La nuit enfourche des ténèbres viciées,
L’infernale monture chevauchant le silence
D’ombres élevées au pal des suppliciés,
Hissé au faîte du péché rythmé de décadence.
La nuit, de ses trop lourds bagages, s’est défaite,
Pour avancer sans mal, au marchepied des rois,
Pour détruire sine die,
des royaumes en fête,
L’opulente débauche raillant le désarroi…

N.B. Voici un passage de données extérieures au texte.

//! Game configuration
//!
//! Loaded from `<level>/Config/game.toml` (or `.ron`). Every field has a
//! default so a partial file works.

use std::path::PathBuf;

use scene_engine::prelude::{Config, EngineConfig};
use serde::{Deserialize, Serialize};

use crate::rooms::BoundaryResolution;

/// Game configuration
#[derive(Debug, Clone, Default, Serialize, Deserialize)]
#[serde(default)]
pub struct GameConfig {
    /// Engine settings (log level, fixed tick)
    pub engine: EngineConfig,

    /// Level and file layout
    pub level: LevelConfig,

    /// Player and weapon prefabs
    pub player: PlayerConfig,

    /// Room streaming behavior
    pub rooms: RoomConfig,

    /// Scene transition behavior
    pub transition: TransitionConfig,

    /// Seed for the spawner RNG; random when unset
    pub rng_seed: Option<u64>,
}

impl Config for GameConfig {}

impl GameConfig {
    /// Configuration for `level` under `levels_root`
    pub fn for_level(levels_root: impl Into<PathBuf>, level: impl Into<String>) -> Self {
        Self {
            level: LevelConfig {
                levels_root: levels_root.into(),
                name: level.into(),
                ..LevelConfig::default()
            },
            ..Self::default()
        }
    }

    /// Directory of the active level
    pub fn level_directory(&self) -> PathBuf {
        self.level.levels_root.join(&self.level.name)
    }

    /// Room file path, if rooms are used
    pub fn room_file(&self) -> Option<PathBuf> {
        self.level.room_file.as_ref().map(|file| self.level_directory().join(file))
    }

    /// Spawner file path, if spawners are used
    pub fn spawner_file(&self) -> Option<PathBuf> {
        self.level.spawner_file.as_ref().map(|file| self.level_directory().join(file))
    }

    /// Check values that would make the game misbehave
    pub fn validate(&self) -> Result<(), String> {
        self.engine.validate()?;
        if self.player.prefab.is_empty() || self.player.name.is_empty() {
            return Err("player prefab and name must be set".to_string());
        }
        if !(self.rooms.margin.is_finite() && self.rooms.margin >= 0.0) {
            return Err(format!("room margin must be non-negative, got {}", self.rooms.margin));
        }
        if !(self.transition.duration.is_finite() && self.transition.duration >= 0.0) {
            return Err(format!(
                "transition duration must be non-negative, got {}",
                self.transition.duration
            ));
        }
        Ok(())
    }
}

/// Where level data lives
#[derive(Debug, Clone, Serialize, Deserialize)]
#[serde(default)]
pub struct LevelConfig {
    /// Directory holding one subdirectory per level
    pub levels_root: PathBuf,

    /// Active level directory name
    pub name: String,

    /// Room definition file, relative to the level directory
    pub room_file: Option<String>,

    /// Spawner definition file, relative to the level directory
    pub spawner_file: Option<String>,

    /// Scene loaded at start-up when there is no room file
    pub start_scene: Option<String>,

    /// Scene script whose enemies are spawned at start-up
    pub scene_script: Option<String>,
}

impl Default for LevelConfig {
    fn default() -> Self {
        Self {
            levels_root: PathBuf::from("assets/levels"),
            name: "Test".to_string(),
            room_file: Some("Config/RoomData.xml".to_string()),
            spawner_file: Some("Config/Enemy_Spawners.xml".to_string()),
            start_scene: None,
            scene_script: None,
        }
    }
}

/// Player set-up
#[derive(Debug, Clone, Serialize, Deserialize)]
#[serde(default)]
pub struct PlayerConfig {
    /// Player prefab reference
    pub prefab: String,

    /// Name given to the player root
    pub name: String,

    /// Walk speed
    pub speed: f32,

    /// Weapon prefab parented to the player's hand, if any
    pub weapon_prefab: Option<String>,

    /// Node the weapon attaches to; the player root when missing
    pub weapon_socket: String,

    /// Where the player is spawned at start-up
    pub start_position: [f32; 3],
}

impl Default for PlayerConfig {
    fn default() -> Self {
        Self {
            prefab: "Player".to_string(),
            name: "Player".to_string(),
            speed: 5.0,
            weapon_prefab: Some("Sword".to_string()),
            weapon_socket: "Hand_R".to_string(),
            start_position: [0.0, 1.0, 0.0],
        }
    }
}

/// Room streaming
#[derive(Debug, Clone, Serialize, Deserialize)]
#[serde(default)]
pub struct RoomConfig {
    /// How far inside the destination boundary the player is placed
    pub margin: f32,

    /// Which exit wins when the player is past two edges at once
    pub boundary_resolution: BoundaryResolution,

    /// Name of the camera root
    pub camera_name: String,
}

impl Default for RoomConfig {
    fn default() -> Self {
        Self {
            margin: 1.5,
            boundary_resolution: BoundaryResolution::FixedPriority,
            camera_name: "Camera".to_string(),
        }
    }
}

/// Scene transitions
#[derive(Debug, Clone, Serialize, Deserialize)]
#[serde(default)]
pub struct TransitionConfig {
    /// Seconds gameplay stays paused after a scene change
    pub duration: f32,
}

impl Default for TransitionConfig {
    fn default() -> Self {
        Self { duration: 1.0 }
    }
}
//! # Core Engine Module
//!
//! Shared configuration types for the engine and the scene layer.

pub mod config;

pub use config::{EngineConfig, SceneConfig, Config, ConfigError};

La nuit s’est installée en nos paupières closes,
Poudrées de sel perlé du conduit lacrymal
Obturé en l’intense, de sanglots moroses,
Qu’éveillent peu à peu, les feintes animales.
Le monde touche à sa fin, condamnant le sceptique
Vautré en l’illusoire de ces nuits maquillées
De rites contre-nature, de prêches syncrétiques,
Soignés du parpaillot aux actes éparpillés ;
La nuit vient lui offrir ses plus noires teintes,
Son sombre mascara, pour mieux cosmétiquer
Du cœur impénitent, lesté de mille plaintes,
L’habitacle cossu, le gîte si peu domestiqué.
Bientôt, la nuit viendra couvrir d’un gris linceul,
Cette terre maudite dont Ève, l’infidèle, à talé
D’un pas imprudent, et pour demeurer seule,
L’espace tellurien jouxtant de la vallée,
Les rainures fluviales agrémentant l’Euphrate
Dont Adam puisait pour s’étancher parfois,
Le beau miroitement où finement éclatent
De douces crispations déliées du froid.
Nuit de feu, de cendres… nuit maudite, de sang
S’achève en un deuil-accessoire, ta portée ;
Ta course est achevée… ton drapé indécent
Étrangle ta superbe… te voilà déportée !!!